The FAA has been without a Senate-confirmed leader for more than 17 months after Steve Dickson stepped down halfway through his five-year term.

Whitaker’s nomination comes after a series of troubling near miss aviation incidents, including the near collision in August between a Southwest Airlines (NYSE:) Boeing (NYSE:) 737 and a Cessna Citation 560X business jet in San Diego. The planes came within about 100 feet.

“The FAA needs a confirmed administrator and Mike Whitaker is the right leader for the job,” Transportation Secretary Pete Buttigieg said in a statement to Reuters. “He knows aviation, he knows safety, he knows the FAA and he knows how to manage and modernize large organizations,” he said.

“Political gamesmanship should not get in the way of this nomination — the flying public has waited too long for a permanent leader at the FAA.”

The National Transportation Safety Board is investigating seven runway incursion events since January, including the San Diego incident. In March, the FAA said it was taking steps to improve its air traffic control operations after near-miss incidents, telling employees: “There is no question that we are seeing too many close calls.”

Biden’s prior nominee to head the FAA Phil Washington withdrew in March after critics said he lacked aviation experience.

The FAA is also facing a shortage of air traffic controllers and last month cited the issue in agreeing to extend temporary cuts to minimum flight requirements at some congested airports.

In January, a computer system outage of a pilot alerting database prompted the FAA to halt departing flights for about two hours, the first nationwide ground stop since the Sept. 11, 2001 attacks and disrupted more than 11,000 U.S. flights.

Whitaker has 30 years of aviation experience and previously worked as an attorney for TWA and for United Airlines, where he served as a senior vice president. He has a private pilot certificate and is on the board the Flight Safety Foundation.
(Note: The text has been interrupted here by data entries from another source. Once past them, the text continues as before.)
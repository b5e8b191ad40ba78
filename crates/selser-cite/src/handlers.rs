/*
 * handlers.rs
 * Copyright (c) 2025 Posit, PBC
 *
 * Extension tag handlers for citations and reference lists.
 */

use crate::config::CiteConfig;
use crate::render::{ReferencesOptions, create_references};
use crate::report::{RefError, RefErrorKind, add_errors_to_node, report};
use indexmap::IndexMap;
use selser_dom::{
    DataMw, Document, EmbeddedHtmlProc, ExtensionRegistry, ExtensionTagHandler, NodeId,
    process_body_html,
};

const REFERENCES_PARAMS: &[&str] = &["group", "responsive"];

/// Handler for `ref` output: the citation content kept inline in
/// `data-mw.body.html`.
#[derive(Debug, Clone, Copy, Default)]
pub struct RefTagHandler;

impl ExtensionTagHandler for RefTagHandler {
    fn embeds_html_in_attributes(&self) -> bool {
        true
    }

    fn process_attribute_embedded_html(
        &self,
        doc: &mut Document,
        elt: NodeId,
        proc: &mut EmbeddedHtmlProc<'_>,
    ) {
        process_body_html(doc, elt, proc);
    }
}

/// Handler for `references` output: the nested citations recorded in
/// `data-mw.body.html`.
#[derive(Debug, Clone, Copy, Default)]
pub struct ReferencesTagHandler;

impl ExtensionTagHandler for ReferencesTagHandler {
    fn embeds_html_in_attributes(&self) -> bool {
        true
    }

    fn process_attribute_embedded_html(
        &self,
        doc: &mut Document,
        elt: NodeId,
        proc: &mut EmbeddedHtmlProc<'_>,
    ) {
        process_body_html(doc, elt, proc);
    }
}

impl ReferencesTagHandler {
    /// Build an author-placed reference list around the already parsed
    /// children of `content`.
    ///
    /// `attrs` are the tag's attributes; anything other than `group` and
    /// `responsive` is reported. `src` is the tag's source text and
    /// `self_closed` whether it had no body.
    pub fn build_list(
        doc: &mut Document,
        config: &CiteConfig,
        content: NodeId,
        attrs: &IndexMap<String, String>,
        src: Option<&str>,
        self_closed: bool,
    ) -> NodeId {
        let opts = ReferencesOptions {
            group: attrs.get("group").cloned(),
            responsive: attrs.get("responsive").cloned(),
        };
        let frag = create_references(doc, config, Some(content), &opts, false);

        doc.add_type_of(frag, "mw:Extension/references");
        let about = doc.new_about_id();
        doc.set_attr(frag, "about", about);
        let mut dmw = DataMw::extension("references");
        dmw.attrs = Some(attrs.clone());
        doc.set_data_mw(frag, Some(dmw));

        let dp = doc.data_parsoid_mut(frag);
        dp.src = src.map(str::to_string);
        dp.self_close = self_closed;

        let unknown = attrs
            .keys()
            .any(|k| !REFERENCES_PARAMS.contains(&k.to_ascii_lowercase().as_str()));
        if unknown {
            let errs = [RefError::new(RefErrorKind::InvalidParameters)];
            add_errors_to_node(doc, frag, &errs);
            let location = doc.data_parsoid(frag).dsr;
            report(doc, &errs, location);
        }

        frag
    }

    /// True for output the serializer should drop: lists generated for a
    /// named group the author never placed.
    pub fn is_suppressed_on_roundtrip(doc: &Document, node: NodeId) -> bool {
        doc.data_mw(node).is_some_and(|dmw| {
            dmw.auto_generated && !dmw.attr("group").unwrap_or_default().is_empty()
        })
    }
}

/// Register the `ref` and `references` handlers.
pub fn register_cite_handlers(extensions: &mut ExtensionRegistry) {
    extensions.register("ref", Box::new(RefTagHandler));
    extensions.register("references", Box::new(ReferencesTagHandler));
}

/// A registry with only the citation handlers.
pub fn cite_extensions() -> ExtensionRegistry {
    let mut extensions = ExtensionRegistry::new();
    register_cite_handlers(&mut extensions);
    extensions
}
The Air Line Pilots Association praised Whitaker’s nomination and said the FAA needed “permanent, stable leadership that is safety-focused.”

Airlines for America, an industry trade group, applauded the nomination saying the “the U.S. aviation industry is currently facing critical challenges and significant opportunities in management of the National Airspace System.”

Congress is likely this month to pass a short-term extension of the FAA’s authority to operate beyond Sept. 30. A bill that would raise the mandatory commercial pilot retirement age to 67 from 65 and make other aviation reforms has stalled due to disagreements on whether to revise pilot training rules.